Work item:
In the listing below, count every line that contains "match". Give nothing but the number.

Data listing:
★ ★ ★
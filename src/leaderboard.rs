//! Shared per-difficulty leaderboard
//!
//! The board itself is an append-and-query collaborator; ordering and
//! truncation for display happen here on the client side.

use serde::{Deserialize, Serialize};
use thiserror::Error;

use crate::persistence::{self, KeyValueStore, StorageError, keys};
use crate::sim::Difficulty;

/// Largest board the settings allow
pub const MAX_LEADERBOARD_SIZE: usize = 10;

/// Records kept per difficulty by `LocalLeaderboard`; the lowest score goes
/// first once a board is full
pub const MAX_STORED_PER_DIFFICULTY: usize = 100;

#[derive(Debug, Error)]
pub enum LeaderboardError {
    #[error("leaderboard backend failed: {0}")]
    Backend(String),
    #[error("leaderboard data is corrupt: {0}")]
    Corrupt(#[from] serde_json::Error),
    #[error(transparent)]
    Storage(#[from] StorageError),
}

/// A single submitted run
#[derive(Debug, Clone, PartialEq, Eq, Serialize, Deserialize)]
pub struct LeaderboardEntry {
    pub name: String,
    pub score: u32,
    /// Unix timestamp (ms) when submitted
    pub timestamp: u64,
    pub difficulty: Difficulty,
}

/// Append-only score store, filterable by difficulty.
///
/// No ordering is promised by `query`; no deduplication on `submit`.
pub trait Leaderboard {
    fn submit(&mut self, entry: &LeaderboardEntry) -> Result<(), LeaderboardError>;
    fn query(&self, difficulty: Difficulty) -> Result<Vec<LeaderboardEntry>, LeaderboardError>;
}

/// Leaderboard kept in a key-value store as one JSON list
#[derive(Debug, Clone, Default)]
pub struct LocalLeaderboard<S> {
    store: S,
}

impl<S: KeyValueStore> LocalLeaderboard<S> {
    pub fn new(store: S) -> Self {
        Self { store }
    }

    fn all(&self) -> Result<Vec<LeaderboardEntry>, LeaderboardError> {
        match self.store.get(keys::LEADERBOARD) {
            Some(raw) => Ok(serde_json::from_str(&raw)?),
            None => Ok(Vec::new()),
        }
    }
}

impl<S: KeyValueStore> Leaderboard for LocalLeaderboard<S> {
    fn submit(&mut self, entry: &LeaderboardEntry) -> Result<(), LeaderboardError> {
        let mut entries = self.all()?;
        entries.push(entry.clone());

        let stored = entries
            .iter()
            .filter(|e| e.difficulty == entry.difficulty)
            .count();
        if stored > MAX_STORED_PER_DIFFICULTY {
            // min_by_key picks the oldest of equal scores
            if let Some(lowest) = entries
                .iter()
                .enumerate()
                .filter(|(_, e)| e.difficulty == entry.difficulty)
                .min_by_key(|(_, e)| e.score)
                .map(|(i, _)| i)
            {
                entries.remove(lowest);
            }
        }

        persistence::save_json(&mut self.store, keys::LEADERBOARD, &entries)?;
        log::info!(
            "Submitted {} on {} for {}",
            entry.score,
            entry.difficulty.label(),
            entry.name
        );
        Ok(())
    }

    fn query(&self, difficulty: Difficulty) -> Result<Vec<LeaderboardEntry>, LeaderboardError> {
        Ok(self
            .all()?
            .into_iter()
            .filter(|e| e.difficulty == difficulty)
            .collect())
    }
}

/// Sort descending by score and keep the best `n`
pub fn top_entries(mut entries: Vec<LeaderboardEntry>, n: usize) -> Vec<LeaderboardEntry> {
    entries.sort_by(|a, b| b.score.cmp(&a.score));
    entries.truncate(n);
    entries
}

/// What the leaderboard panel for one difficulty should show
#[derive(Debug, Clone, PartialEq, Eq)]
pub enum BoardView {
    Entries(Vec<LeaderboardEntry>),
    Empty,
    Failed,
}

impl BoardView {
    /// Query the board and shape the result for display
    pub fn fetch(board: &dyn Leaderboard, difficulty: Difficulty, size: usize) -> Self {
        match board.query(difficulty) {
            Ok(entries) if entries.is_empty() => BoardView::Empty,
            Ok(entries) => BoardView::Entries(top_entries(entries, size)),
            Err(e) => {
                log::error!("[Leaderboard ERROR - {}] {e}", difficulty.label());
                BoardView::Failed
            }
        }
    }

    /// Text lines for the panel
    pub fn lines(&self, difficulty: Difficulty) -> Vec<String> {
        match self {
            BoardView::Entries(entries) => entries
                .iter()
                .map(|e| format!("{}: {}", e.name, e.score))
                .collect(),
            BoardView::Empty => vec![format!("No entries yet for {}", difficulty.label())],
            BoardView::Failed => vec![format!(
                "Error loading leaderboard for {}",
                difficulty.label()
            )],
        }
    }
}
★ ★ ★
Solution for this problem:
3